First off, we like that you placed the validation at the top of your function. That’s one thing right, for sure. The rest looks okay, and can even handle floats, so that’s even better.

One suspects the problem is with the stray closing brace at the very end.

Aside

Since values outside of the valid range are already excluded, the final else if could be just an else (a default case) as the only letter left to return is ‘A’.

Furthermore, considering return is employed in every branch, we don’t even need the else if, just if, and the last return can be on its only line.

if (..) return 'F';
if (..) return 'D';
...
return 'A'

Mind, that is only if the checker is only looking at what is returned, not how the function is coded.

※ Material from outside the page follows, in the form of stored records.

#[cfg(test)]
mod tests {
    use super::*;
    use async_trait::async_trait;
    use proptest::prelude::*;
    use serde_json::json;
    use ship_core::{keys, ProjectId};
    use std::sync::atomic::AtomicUsize;
    use tokio::sync::Semaphore;

    /// Fetcher that blocks each call until a permit is released and returns
    /// the call number.
    struct GatedFetcher {
        calls: AtomicUsize,
        gate: Semaphore,
        fail: bool,
    }

    impl GatedFetcher {
        fn new() -> Arc<Self> {
            Arc::new(Self {
                calls: AtomicUsize::new(0),
                gate: Semaphore::new(0),
                fail: false,
            })
        }

        fn open() -> Arc<Self> {
            let fetcher = Self::new();
            fetcher.gate.add_permits(1_000);
            fetcher
        }

        fn failing() -> Arc<Self> {
            Arc::new(Self {
                calls: AtomicUsize::new(0),
                gate: Semaphore::new(1_000),
                fail: true,
            })
        }

        fn calls(&self) -> usize {
            self.calls.load(Ordering::SeqCst)
        }
    }

    #[async_trait]
    impl QueryFetcher for GatedFetcher {
        async fn fetch(&self, _key: &QueryKey) -> Result<Value, FetchError> {
            let n = self.calls.fetch_add(1, Ordering::SeqCst) + 1;
            let permit = self
                .gate
                .acquire()
                .await
                .map_err(|e| FetchError::new(e.to_string()))?;
            permit.forget();
            if self.fail {
                return Err(FetchError::new("boom"));
            }
            Ok(json!({ "call": n }))
        }
    }

    async fn settle(cache: &QueryCache, key: &QueryKey) {
        for _ in 0..200 {
            if cache.status(key).unwrap() != Some(EntryStatus::Fetching) {
                return;
            }
            tokio::time::sleep(Duration::from_millis(5)).await;
        }
        panic!("entry {} never settled", key);
    }

    fn cache_with(fetcher: Arc<GatedFetcher>) -> QueryCache {
        QueryCache::with_fetcher(CacheConfig::default(), fetcher)
    }

    #[test]
    fn test_set_and_update_data() {
        let cache = QueryCache::new(CacheConfig::default());
        let key = keys::project(&ProjectId::new("abc"));
        cache.set_data(key.clone(), json!({"voteCount": 5})).unwrap();

        let patched = cache
            .update_data(&key, |v| {
                v["voteCount"] = json!(6);
                "ok"
            })
            .unwrap();
        assert_eq!(patched, Some("ok"));
        assert_eq!(cache.get_data(&key).unwrap(), Some(json!({"voteCount": 6})));
        assert_eq!(cache.status(&key).unwrap(), Some(EntryStatus::Fresh));
    }

    #[test]
    fn test_update_missing_key_is_noop() {
        let cache = QueryCache::new(CacheConfig::default());
        let called = cache.update_data(&keys::projects(), |_| ()).unwrap();
        assert!(called.is_none());
        assert!(cache.is_empty());
    }

    #[test]
    fn test_upsert_seeds_missing_entry() {
        let cache = QueryCache::new(CacheConfig::default());
        let key = keys::messages().with("conversation").with("u2");
        cache
            .upsert_data(&key, || json!([]), |v| {
                if let Some(list) = v.as_array_mut() {
                    list.push(json!("hi"));
                }
            })
            .unwrap();
        assert_eq!(cache.get_data(&key).unwrap(), Some(json!(["hi"])));
    }

    #[test]
    fn test_invalidate_unobserved_marks_stale_without_fetch() {
        let fetcher = GatedFetcher::open();
        let cache = cache_with(fetcher.clone());
        cache.set_data(keys::feed("hot", 1), json!([])).unwrap();
        cache.set_data(keys::feed("new", 1), json!([])).unwrap();
        cache.set_data(keys::leaderboard(), json!([])).unwrap();

        assert_eq!(cache.invalidate(&keys::projects()).unwrap(), 2);
        assert_eq!(
            cache.status(&keys::feed("hot", 1)).unwrap(),
            Some(EntryStatus::Stale)
        );
        assert_eq!(
            cache.status(&keys::leaderboard()).unwrap(),
            Some(EntryStatus::Fresh)
        );
        assert_eq!(fetcher.calls(), 0);
    }

    #[test]
    fn test_evict_by_prefix() {
        let cache = QueryCache::new(CacheConfig::default());
        cache.set_data(keys::feed("hot", 1), json!([])).unwrap();
        cache.set_data(keys::feed("top", 1), json!([])).unwrap();
        cache
            .set_data(keys::project(&ProjectId::new("a")), json!({}))
            .unwrap();

        assert_eq!(cache.evict(&keys::projects()).unwrap(), 2);
        assert_eq!(cache.keys().unwrap(), vec![keys::project(&ProjectId::new("a"))]);
        assert_eq!(cache.stats().evictions, 2);
    }

    #[tokio::test]
    async fn test_observed_invalidation_refetches() {
        let fetcher = GatedFetcher::open();
        let cache = cache_with(fetcher.clone());
        let key = keys::project(&ProjectId::new("abc"));
        cache.set_data(key.clone(), json!({"call": 0})).unwrap();
        let _observer = cache.observe(key.clone()).unwrap();

        cache.invalidate(&key).unwrap();
        settle(&cache, &key).await;

        assert_eq!(fetcher.calls(), 1);
        assert_eq!(cache.get_data(&key).unwrap(), Some(json!({"call": 1})));
        assert_eq!(cache.status(&key).unwrap(), Some(EntryStatus::Fresh));
    }

    #[tokio::test]
    async fn test_invalidations_during_fetch_coalesce() {
        let fetcher = GatedFetcher::new();
        let cache = cache_with(fetcher.clone());
        let key = keys::feed("hot", 1);
        cache.set_data(key.clone(), json!({"call": 0})).unwrap();
        let _observer = cache.observe(key.clone()).unwrap();

        cache.invalidate(&keys::projects()).unwrap();
        tokio::task::yield_now().await;
        cache.invalidate(&keys::projects()).unwrap();
        cache.invalidate(&keys::projects()).unwrap();

        fetcher.gate.add_permits(10);
        settle(&cache, &key).await;

        assert_eq!(fetcher.calls(), 2);
        assert_eq!(cache.stats().coalesced_refetches, 1);
        assert_eq!(cache.get_data(&key).unwrap(), Some(json!({"call": 2})));
        assert_eq!(cache.status(&key).unwrap(), Some(EntryStatus::Fresh));
    }

    #[tokio::test]
    async fn test_eviction_discards_in_flight_result() {
        let fetcher = GatedFetcher::new();
        let cache = cache_with(fetcher.clone());
        let key = keys::project(&ProjectId::new("abc"));
        cache.set_data(key.clone(), json!({"title": "old"})).unwrap();
        let _observer = cache.observe(key.clone()).unwrap();

        cache.invalidate(&key).unwrap();
        tokio::task::yield_now().await;
        cache.evict(&key).unwrap();

        fetcher.gate.add_permits(1);
        for _ in 0..50 {
            if cache.stats().dropped_results == 1 {
                break;
            }
            tokio::time::sleep(Duration::from_millis(5)).await;
        }

        assert_eq!(cache.stats().dropped_results, 1);
        assert_eq!(cache.get(&key).unwrap(), None);
    }

    #[tokio::test]
    async fn test_recreated_entry_ignores_older_fetch() {
        let fetcher = GatedFetcher::new();
        let cache = cache_with(fetcher.clone());
        let key = keys::project(&ProjectId::new("abc"));
        cache.set_data(key.clone(), json!({"v": 1})).unwrap();
        let _observer = cache.observe(key.clone()).unwrap();

        cache.invalidate(&key).unwrap();
        tokio::task::yield_now().await;
        cache.evict(&key).unwrap();
        cache.set_data(key.clone(), json!({"v": 2})).unwrap();

        fetcher.gate.add_permits(1);
        for _ in 0..50 {
            if cache.stats().dropped_results == 1 {
                break;
            }
            tokio::time::sleep(Duration::from_millis(5)).await;
        }
        assert_eq!(cache.get_data(&key).unwrap(), Some(json!({"v": 2})));
    }

    #[tokio::test]
    async fn test_fetch_query_hit_and_miss() {
        let fetcher = GatedFetcher::open();
        let cache = cache_with(fetcher.clone());
        let key = keys::leaderboard_projects(50);

        let first = cache.fetch_query(&key).await.unwrap();
        let second = cache.fetch_query(&key).await.unwrap();
        assert_eq!(first, second);
        assert_eq!(fetcher.calls(), 1);

        let stats = cache.stats();
        assert_eq!((stats.hits, stats.misses), (1, 1));
        assert!((stats.hit_rate() - 0.5).abs() < f64::EPSILON);
    }

    #[tokio::test]
    async fn test_concurrent_reads_share_one_fetch() {
        let fetcher = GatedFetcher::new();
        let cache = cache_with(fetcher.clone());
        let key = keys::conversations();

        let a = {
            let cache = cache.clone();
            let key = key.clone();
            tokio::spawn(async move { cache.fetch_query(&key).await })
        };
        let b = {
            let cache = cache.clone();
            let key = key.clone();
            tokio::spawn(async move { cache.fetch_query(&key).await })
        };
        tokio::time::sleep(Duration::from_millis(10)).await;
        fetcher.gate.add_permits(10);

        let a = a.await.unwrap().unwrap();
        let b = b.await.unwrap().unwrap();
        assert_eq!(a, Some(json!({"call": 1})));
        assert_eq!(a, b);
        assert_eq!(fetcher.calls(), 1);
    }

    #[tokio::test]
    async fn test_fetch_failure_marks_stale() {
        let cache = cache_with(GatedFetcher::failing());
        let key = keys::intros_sent();
        let mut changes = cache.subscribe();

        let err = cache.fetch_query(&key).await.unwrap_err();
        assert_eq!(
            err,
            CacheError::Fetch {
                key: key.clone(),
                reason: "boom".to_string()
            }
        );
        assert_eq!(cache.status(&key).unwrap(), Some(EntryStatus::Stale));
        assert_eq!(cache.stats().fetch_failures, 1);
        assert!(matches!(
            changes.recv().await.unwrap(),
            CacheChange::FetchFailed { .. }
        ));
    }

    #[tokio::test]
    async fn test_fetch_without_fetcher() {
        let cache = QueryCache::new(CacheConfig::default());
        let err = cache.fetch_query(&keys::projects()).await.unwrap_err();
        assert!(matches!(err, CacheError::NoFetcher { .. }));
        assert!(cache.is_empty());
    }

    #[test]
    fn test_observer_drop_releases_key() {
        let cache = QueryCache::new(CacheConfig::default());
        let key = keys::intros_received();
        let a = cache.observe(key.clone()).unwrap();
        let b = cache.observe(key.clone()).unwrap();
        assert_eq!(cache.observer_count(&key), 2);
        drop(a);
        assert_eq!(cache.observer_count(&key), 1);
        drop(b);
        assert_eq!(cache.observer_count(&key), 0);
    }

    fn segment() -> impl Strategy<Value = String> {
        prop::sample::select(vec!["projects", "project", "hot", "new", "a", "b"])
            .prop_map(str::to_string)
    }

    fn key() -> impl Strategy<Value = QueryKey> {
        prop::collection::vec(segment(), 1..4).prop_map(|s| s.into_iter().collect::<QueryKey>())
    }

    proptest! {
        #[test]
        fn prop_invalidate_matches_exactly_the_prefixed_keys(
            stored in prop::collection::hash_set(key(), 0..12),
            prefix in prop::collection::vec(segment(), 0..3),
        ) {
            let cache = QueryCache::new(CacheConfig::default());
            for k in &stored {
                cache.set_data(k.clone(), json!(null)).unwrap();
            }
            let prefix: QueryKey = prefix.into_iter().collect();
            let expected = stored.iter().filter(|k| k.starts_with(&prefix)).count();

            prop_assert_eq!(cache.invalidate(&prefix).unwrap(), expected);
            prop_assert_eq!(cache.evict(&prefix).unwrap(), expected);
            prop_assert_eq!(cache.len(), stored.len() - expected);
            for k in cache.keys().unwrap() {
                prop_assert!(!k.starts_with(&prefix));
            }
        }
    }
}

The only thing nobody checks for is validation if it is a number that has been put in by the user.
After some research I found the folowing solution:

if  (numberOne < 0 || numberOne >100 || numberTwo < 0 || numberTwo > 100 || numberThree < 0 || numberThree > 100) {
return 'You have entered an invalid grade.'
}
if (isNaN(numberOne) === true || isNaN(numberTwo) === true || isNaN(numberThree) === true) {
return 'You should enter a number, not some plain text!';
}

let averageGrade = (numberOne + numberTwo + numberThree) / 3;

Rest of the code....

output: You should enter a number, not some plain text!

Link to solution for more explanation: isNaN / is Not a Number explained

How can I make this work?

I want to use the for loop in this to grab the value of each argument and check if it matches the condition, but it doesn’t seem to work. Any insights into how to make this work will be much appreciated.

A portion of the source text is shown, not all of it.